4. Spitting Up – Fulmars

vomiting fulmar gull(via)

If you had a baby with a sensitive stomach, you are intimately familiar with that certain old-cheese odor. But on the bright side, at least your baby wasn’t a fulmar bird. The word ‘fulmar’ means ‘foul gull’, and this creature earned its name with its disgusting defense mechanism. When threatened, a young fulmar can spew oil from its stomach, specially crafted to be spectacularly putrid by thousands and thousands of years of evolution. The oil is made of wax esters, which you may know better as ‘that stuff that makes fish smell fishy’. I will take my child smelling like stale milk over fish-barf any day.

Note: do not watch the linked video that image came from unless you want to watch lovingly-filmed slo-mo footage of a vomiting bird. Conversely, if, like me, you’ll watch it three times in a row while laughing hysterically, have at it.

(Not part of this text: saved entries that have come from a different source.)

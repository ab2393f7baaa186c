use std::collections::{BTreeMap, BTreeSet};
use std::fmt;

use super::bounds::BoundingBox;
use super::surface::Surface;

/// Side of a surface a half-space lies on.
#[derive(Debug, Clone, Copy, PartialEq, Eq, Hash, PartialOrd, Ord)]
pub enum Sense {
    Negative,
    Positive,
}

impl Sense {
    pub fn flip(self) -> Self {
        match self {
            Sense::Negative => Sense::Positive,
            Sense::Positive => Sense::Negative,
        }
    }

    /// Sense of a point given the surface function value there.
    pub fn of(value: f64) -> Self {
        if value < 0.0 {
            Sense::Negative
        } else {
            Sense::Positive
        }
    }
}

/// A constructive-solid-geometry region.
///
/// Trees produced by the converter are normalised: complements are pushed
/// down to the half-spaces and nested nodes of the same kind are flattened,
/// so a finished region never contains [`Region::Complement`].
#[derive(Debug, Clone, PartialEq)]
pub enum Region {
    Halfspace { surface: u32, sense: Sense },
    Intersection(Vec<Region>),
    Union(Vec<Region>),
    Complement(Box<Region>),
}

impl Region {
    pub fn halfspace(surface: u32, sense: Sense) -> Self {
        Region::Halfspace { surface, sense }
    }

    /// Intersects two regions, merging nested intersections.
    pub fn intersection(self, other: Region) -> Self {
        let mut children = Vec::new();
        for r in [self, other] {
            match r {
                Region::Intersection(inner) => children.extend(inner),
                r => children.push(r),
            }
        }
        Region::Intersection(children)
    }

    /// Unites two regions, merging nested unions.
    pub fn union(self, other: Region) -> Self {
        let mut children = Vec::new();
        for r in [self, other] {
            match r {
                Region::Union(inner) => children.extend(inner),
                r => children.push(r),
            }
        }
        Region::Union(children)
    }

    /// Logical complement with De Morgan's laws applied all the way down.
    pub fn complement(self) -> Self {
        match self {
            Region::Halfspace { surface, sense } => Region::Halfspace {
                surface,
                sense: sense.flip(),
            },
            Region::Intersection(children) => {
                Region::Union(children.into_iter().map(Region::complement).collect())
            }
            Region::Union(children) => {
                Region::Intersection(children.into_iter().map(Region::complement).collect())
            }
            Region::Complement(inner) => inner.normalized(),
        }
        .flattened()
    }

    /// Removes every complement node and flattens the tree.
    pub fn normalized(self) -> Self {
        match self {
            Region::Halfspace { .. } => self,
            Region::Intersection(children) => {
                Region::Intersection(children.into_iter().map(Region::normalized).collect())
                    .flattened()
            }
            Region::Union(children) => {
                Region::Union(children.into_iter().map(Region::normalized).collect()).flattened()
            }
            Region::Complement(inner) => inner.complement(),
        }
    }

    fn flattened(self) -> Self {
        match self {
            Region::Intersection(children) => {
                let mut flat = Vec::with_capacity(children.len());
                for child in children {
                    match child.flattened() {
                        Region::Intersection(inner) => flat.extend(inner),
                        other => flat.push(other),
                    }
                }
                collapse(flat, Region::Intersection)
            }
            Region::Union(children) => {
                let mut flat = Vec::with_capacity(children.len());
                for child in children {
                    match child.flattened() {
                        Region::Union(inner) => flat.extend(inner),
                        other => flat.push(other),
                    }
                }
                collapse(flat, Region::Union)
            }
            other => other,
        }
    }

    pub fn is_normalized(&self) -> bool {
        match self {
            Region::Halfspace { .. } => true,
            Region::Intersection(children) => children
                .iter()
                .all(|c| !matches!(c, Region::Intersection(_)) && c.is_normalized()),
            Region::Union(children) => children
                .iter()
                .all(|c| !matches!(c, Region::Union(_)) && c.is_normalized()),
            Region::Complement(_) => false,
        }
    }

    /// Replaces every half-space by the region `f` returns for it.
    pub fn map_halfspaces<F>(self, f: &mut F) -> Self
    where
        F: FnMut(u32, Sense) -> Region,
    {
        match self {
            Region::Halfspace { surface, sense } => f(surface, sense),
            Region::Intersection(children) => {
                Region::Intersection(children.into_iter().map(|c| c.map_halfspaces(f)).collect())
                    .flattened()
            }
            Region::Union(children) => {
                Region::Union(children.into_iter().map(|c| c.map_halfspaces(f)).collect())
                    .flattened()
            }
            Region::Complement(inner) => Region::Complement(Box::new(inner.map_halfspaces(f))),
        }
    }

    /// Ids of every surface the region references.
    pub fn surfaces(&self) -> BTreeSet<u32> {
        let mut out = BTreeSet::new();
        self.collect_surfaces(&mut out);
        out
    }

    fn collect_surfaces(&self, out: &mut BTreeSet<u32>) {
        match self {
            Region::Halfspace { surface, .. } => {
                out.insert(*surface);
            }
            Region::Intersection(children) | Region::Union(children) => {
                for c in children {
                    c.collect_surfaces(out);
                }
            }
            Region::Complement(inner) => inner.collect_surfaces(out),
        }
    }

    /// Half-spaces of a region that is a single half-space or a union of
    /// half-spaces, `None` for any other shape.
    pub fn union_halfspaces(&self) -> Option<Vec<(u32, Sense)>> {
        match self {
            Region::Halfspace { surface, sense } => Some(vec![(*surface, *sense)]),
            Region::Union(children) => children
                .iter()
                .map(|c| match c {
                    Region::Halfspace { surface, sense } => Some((*surface, *sense)),
                    _ => None,
                })
                .collect(),
            _ => None,
        }
    }

    /// Evaluates membership given the side of each surface a point lies on.
    pub fn contains_with<F>(&self, side: &F) -> bool
    where
        F: Fn(u32) -> Sense,
    {
        match self {
            Region::Halfspace { surface, sense } => side(*surface) == *sense,
            Region::Intersection(children) => children.iter().all(|c| c.contains_with(side)),
            Region::Union(children) => children.iter().any(|c| c.contains_with(side)),
            Region::Complement(inner) => !inner.contains_with(side),
        }
    }

    /// Whether `point` lies inside the region. Surfaces missing from
    /// `surfaces` count as never containing the point.
    pub fn contains(&self, point: [f64; 3], surfaces: &BTreeMap<u32, Surface>) -> bool {
        match self {
            Region::Halfspace { surface, sense } => surfaces
                .get(surface)
                .is_some_and(|s| Sense::of(s.kind.evaluate(point)) == *sense),
            Region::Intersection(children) => children.iter().all(|c| c.contains(point, surfaces)),
            Region::Union(children) => children.iter().any(|c| c.contains(point, surfaces)),
            Region::Complement(inner) => !inner.contains(point, surfaces),
        }
    }

    /// Conservative axis-aligned bounds of the region.
    pub fn bounding_box(&self, surfaces: &BTreeMap<u32, Surface>) -> BoundingBox {
        match self {
            Region::Halfspace { surface, sense } => surfaces
                .get(surface)
                .map(|s| s.kind.bounding_box(*sense))
                .unwrap_or_else(BoundingBox::infinite),
            Region::Intersection(children) => children
                .iter()
                .fold(BoundingBox::infinite(), |acc, c| {
                    acc.intersection(&c.bounding_box(surfaces))
                }),
            Region::Union(children) => children
                .iter()
                .fold(BoundingBox::empty(), |acc, c| acc.union(&c.bounding_box(surfaces))),
            Region::Complement(_) => BoundingBox::infinite(),
        }
    }
}

fn collapse(mut children: Vec<Region>, wrap: fn(Vec<Region>) -> Region) -> Region {
    if children.len() == 1 {
        children.remove(0)
    } else {
        wrap(children)
    }
}

impl fmt::Display for Region {
    fn fmt(&self, f: &mut fmt::Formatter<'_>) -> fmt::Result {
        fn child(f: &mut fmt::Formatter<'_>, r: &Region) -> fmt::Result {
            match r {
                Region::Halfspace { .. } | Region::Complement(_) => write!(f, "{}", r),
                _ => write!(f, "({})", r),
            }
        }

        match self {
            Region::Halfspace { surface, sense } => match sense {
                Sense::Negative => write!(f, "-{}", surface),
                Sense::Positive => write!(f, "{}", surface),
            },
            Region::Intersection(children) | Region::Union(children) => {
                let sep = if matches!(self, Region::Intersection(_)) {
                    " "
                } else {
                    " | "
                };
                for (i, c) in children.iter().enumerate() {
                    if i > 0 {
                        f.write_str(sep)?;
                    }
                    child(f, c)?;
                }
                Ok(())
            }
            Region::Complement(inner) => write!(f, "~({})", inner),
        }
    }
}

#[cfg(test)]
mod tests {
    use super::*;

    fn hs(surface: u32, sense: Sense) -> Region {
        Region::halfspace(surface, sense)
    }

    #[test]
    fn complement_of_union_is_intersection_of_flipped() {
        let r = hs(1, Sense::Positive).union(hs(2, Sense::Negative));
        let c = r.complement();
        assert_eq!(
            c,
            Region::Intersection(vec![hs(1, Sense::Negative), hs(2, Sense::Positive)])
        );
    }

    #[test]
    fn normalized_removes_nested_complements() {
        let inner = hs(1, Sense::Negative).intersection(hs(2, Sense::Positive));
        let r = Region::Complement(Box::new(Region::Complement(Box::new(inner.clone()))));
        assert_eq!(r.normalized(), inner);
    }

    #[test]
    fn normalized_flattens_same_kind_children() {
        let r = Region::Union(vec![
            hs(1, Sense::Negative),
            Region::Complement(Box::new(Region::Intersection(vec![
                hs(2, Sense::Negative),
                hs(3, Sense::Negative),
            ]))),
        ]);
        let n = r.normalized();
        assert!(n.is_normalized());
        assert_eq!(
            n,
            Region::Union(vec![
                hs(1, Sense::Negative),
                hs(2, Sense::Positive),
                hs(3, Sense::Positive)
            ])
        );
    }

    #[test]
    fn complement_preserves_membership_for_every_assignment() {
        let r = hs(1, Sense::Negative)
            .intersection(hs(2, Sense::Positive).union(hs(3, Sense::Negative)));
        let c = r.clone().complement();
        for bits in 0..8u32 {
            let side = |s: u32| {
                if bits & (1 << (s - 1)) != 0 {
                    Sense::Positive
                } else {
                    Sense::Negative
                }
            };
            assert_eq!(r.contains_with(&side), !c.contains_with(&side));
        }
    }

    #[test]
    fn union_halfspaces_rejects_nested_intersections() {
        let u = hs(1, Sense::Positive).union(hs(2, Sense::Negative));
        assert_eq!(
            u.union_halfspaces(),
            Some(vec![(1, Sense::Positive), (2, Sense::Negative)])
        );
        let nested = hs(1, Sense::Positive).union(hs(2, Sense::Negative).intersection(hs(
            3,
            Sense::Negative,
        )));
        assert!(nested.union_halfspaces().is_none());
    }

    #[test]
    fn display_uses_target_operators() {
        let r = hs(1, Sense::Negative)
            .intersection(hs(2, Sense::Positive).union(hs(3, Sense::Negative)));
        assert_eq!(r.to_string(), "-1 (2 | -3)");
    }

    #[test]
    fn map_halfspaces_expands_and_flattens() {
        let r = hs(1, Sense::Negative).intersection(hs(2, Sense::Positive));
        let mapped = r.map_halfspaces(&mut |s, sense| {
            if s == 2 {
                hs(2, sense).intersection(hs(9, Sense::Positive))
            } else {
                hs(s, sense)
            }
        });
        assert_eq!(
            mapped,
            Region::Intersection(vec![
                hs(1, Sense::Negative),
                hs(2, Sense::Positive),
                hs(9, Sense::Positive)
            ])
        );
    }
}
use std::io::{self, Write};
use std::time::{Duration, Instant};

use indicatif::{ProgressBar, ProgressStyle};

pub struct StepSpinner {
    bar: Option<ProgressBar>,
    start: Instant,
    step: u8,
    total_steps: u8,
    step_start: Instant,
}

impl StepSpinner {
    pub fn new(total_steps: u8) -> Self {
        let now = Instant::now();
        Self {
            bar: None,
            start: now,
            step: 0,
            total_steps,
            step_start: now,
        }
    }

    pub fn step(&mut self, description: &str) {
        self.clear();

        self.step += 1;
        self.step_start = Instant::now();

        let bar = ProgressBar::new_spinner();
        bar.set_style(spinner_style());
        bar.enable_steady_tick(Duration::from_millis(80));
        bar.set_message(format!(
            "[{}/{}] {}...",
            self.step, self.total_steps, description
        ));

        self.bar = Some(bar);
    }

    pub fn complete_step(&mut self, description: &str, substeps: &[String]) {
        self.clear();

        let elapsed = self.step_start.elapsed();
        let mut stderr = io::stderr().lock();

        let _ = writeln!(
            stderr,
            "  \x1b[32m✓\x1b[0m {:<44} {:>5.1}s",
            description,
            elapsed.as_secs_f64()
        );

        for substep in substeps {
            let _ = writeln!(stderr, "      \x1b[2m·\x1b[0m {}", substep);
        }
    }

    pub fn finish(mut self) {
        self.clear();
        print_footer(self.start.elapsed());
    }

    fn clear(&mut self) {
        if let Some(bar) = self.bar.take() {
            bar.finish_and_clear();
        }
    }
}

fn spinner_style() -> ProgressStyle {
    ProgressStyle::default_spinner()
        .template("  {spinner:.cyan} {msg}")
        .unwrap_or_else(|_| ProgressStyle::default_spinner())
        .tick_chars("⠋⠙⠹⠸⠼⠴⠦⠧⠇⠏")
}

fn print_footer(elapsed: Duration) {
    let mut stderr = io::stderr().lock();

    let _ = writeln!(stderr);
    let _ = writeln!(
        stderr,
        "  \x1b[2m╺━━━━━━━━━━━━━━━━━━━━━━━━━━━━━━━━━━━━━━━━━━━━━━━━━━━━━━╸\x1b[0m"
    );
    let _ = writeln!(stderr);
    let _ = writeln!(
        stderr,
        "  \x1b[32m✓\x1b[0m Conversion complete {:>30}",
        format!("Total: {:.2}s", elapsed.as_secs_f64())
    );
    let _ = writeln!(stderr);
}

pub enum Progress {
    Interactive(StepSpinner),
    Silent,
}

impl Progress {
    pub fn new(interactive: bool, total_steps: u8) -> Self {
        if interactive {
            Self::Interactive(StepSpinner::new(total_steps))
        } else {
            Self::Silent
        }
    }

    pub fn step(&mut self, description: &str) {
        if let Self::Interactive(s) = self {
            s.step(description);
        }
    }

    pub fn complete_step(&mut self, description: &str, substeps: &[String]) {
        if let Self::Interactive(s) = self {
            s.complete_step(description, substeps);
        }
    }

    pub fn finish(self) {
        if let Self::Interactive(s) = self {
            s.finish();
        }
    }
}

5. Sibling Rivalry – Sand Tiger Sharks

sand tiger shark embryo(via)

Each of my kid’s favorite toy is ‘the toy that my sibling is currently playing with’, and they enjoy re-enacting the stampede scene from The Lion King, where one of them plays the wildebeest horde and the other plays Simba. However, they have nothing on tiger shark babies, since both of my kids survived a shared gestation. Tiger shark fetuses will actually kill and eat each other in a bid to win this super-creepy intrauterine Survivor-style gestation.